In John chapter 4 we read that Jesus and his disciples were "gaining and baptizing more disciples than John." Perhaps because of the success he was having the Lord decides it was time to move his operation from Judea and head back to Galilee. We aren't told why Jesus made this trip but only that the Pharisees knew of the successful disciple-making ministry of Jesus. He had certainly upset them when he cleared the temple, made a mess out of the money-changing tables and they thought he would destroy the place (John 2:13-35).
"Now he had to go through Samaria." That is where we find Jesus' encounter with the woman at the well. "When a Samaritan woman came to draw water, Jesus said to her, 'Will you give me a drink?' 8 (His disciples had gone into the town to buy food.)" or they may have stopped or at least hindered this divine encounter. They probably would have questioned, "what would other people think?" It was counter-cultural for a Jew to speak to a Samaritan (John 4:9). But Jesus was not bound by such ethnic divisions, nor would he allow such ancient prejudices to keep him from his purposes.
Next Jesus probed for spiritual understanding saying,“If you knew the gift of God and who it is that asks you for a drink, you would have asked him and he would have given you living water.” With intentionality of knowing where he wanted to take the conversation, Jesus makes a spiritually infused statement to solicit a response. While the woman apparently doesn't understand the reference, based on her response, Jesus is referencing part of the Fall and Redemption story that was at least culturally familiar to the Samaritans.
Jesus reference to living water first looks back to when the prophet Jeremiah speaks of the judgment upon the nation of Israel: “My people have committed two sins: They have forsaken me, the spring of living water, and have dug their own cisterns, broken cisterns that cannot hold water." (Jeremaih 2:13).

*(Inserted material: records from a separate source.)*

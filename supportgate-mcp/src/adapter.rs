//! The model adapter capability interface consulted by the router (§9: a
//! single capability interface `{Recommend, Draft, RouteQuery}` behind
//! which implementations are swapped without touching C8-C12).

use async_trait::async_trait;
use serde_json::Value;

/// What the adapter decided for a natural-language operator question.
#[derive(Debug, Clone)]
pub enum RoutedQuery {
    /// The adapter selected a tool and produced one argument object.
    Tool { tool_name: String, arguments: Value },
    /// The adapter had no tool match and returned free text instead.
    FreeText(String),
}

/// The `RouteQuery` facet of the language-model adapter capability (§9).
/// `Recommend` and `Draft` are consumed by the ticket service
/// (`supportgate-tickets`), not here.
#[async_trait]
pub trait QueryModelAdapter: Send + Sync {
    async fn route_query(&self, question: &str, available_tools: &[&str]) -> Option<RoutedQuery>;
}

/// An adapter that is never configured; `route_query` always reports
/// unavailable so the router falls back to its fixed message (§4.12).
pub struct UnavailableAdapter;

#[async_trait]
impl QueryModelAdapter for UnavailableAdapter {
    async fn route_query(&self, _question: &str, _available_tools: &[&str]) -> Option<RoutedQuery> {
        None
    }
}

#[cfg(test)]
mod tests {
    use super::*;

    #[tokio::test]
    async fn test_unavailable_adapter_returns_none() {
        let adapter = UnavailableAdapter;
        assert!(adapter.route_query("how many VIPs churned?", &["query_customers"]).await.is_none());
    }
}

Jeremiah 17:13 also speaks of the spiritual condition of Israel: "Lord, you are the hope of Israel; all who forsake you will be put to shame. Those who turn away from you will be written in the dust because they have forsaken the Lord, the spring of living water."
Jesus reference to "living water" also looks ahead, as the Prophet Zechariah looks forward to a day when: "...living water will flow out from Jerusalem, half of it east to the Dead Sea and half of it west to the Mediterranean Sea, in summer and in winter. The Lord will be king over the whole earth. On that day there will be one Lord, and his name the only name" (Zechariah 14:8-9). This speak to the Redemption of Israel as well as the Restoration of the Kingdom of God the Messiah would usher in.
Continuing this spiritual conversation, Jesus say, "Everyone who drinks this water will be thirsty again, but whoever drinks the water I give them will never thirst. Indeed, the water I give them will become in them a spring of water welling up to eternal life'" (John 4:13-14). Jesus introduces the solution to the woman's real need and brings up the eschatalogical concept of "eternal life," something all religious and many non-religious people have an interest in.
Was Jesus talking about salvation when he speaks of "a spring of water welling up to eternal life?" Today, we may understand "eternal life" as synonymous with salvation, or the benefit or rewards of salvation. But could there be another idea Jesus is speaking about that can help us to rethink evangelism, an idea that is central to understanding the whole story?
Clearly the woman didn't understand Jesus response as talking about salvation, for she responds, "Sir, give me this water so that I won’t get thirsty and have to keep coming here to draw water." The woman would have no reason to spiritualize what Jesus was saying beyond what she understood. Like the Jews, the Samaritans would have understood "eternal life" in the context of the age to come, when the Messiah would restore the nation of Israel, in a messianic era of peace and prosperity (John 4:25). That is the story that the woman at the well would have understood.
Creation, Fall, Redemption, Restoration is the story of God and it is that story we must begin to tell because it is the story Jesus told. It is the story we must live in. Next time we'll look more at this "eternal life" idea so that we can understand the fullness of the story Jesus wants us to know. We are "born-again" to participate in the "eternal life" Jesus came to re-establish. We'll look at this more in the next post, for living sent today.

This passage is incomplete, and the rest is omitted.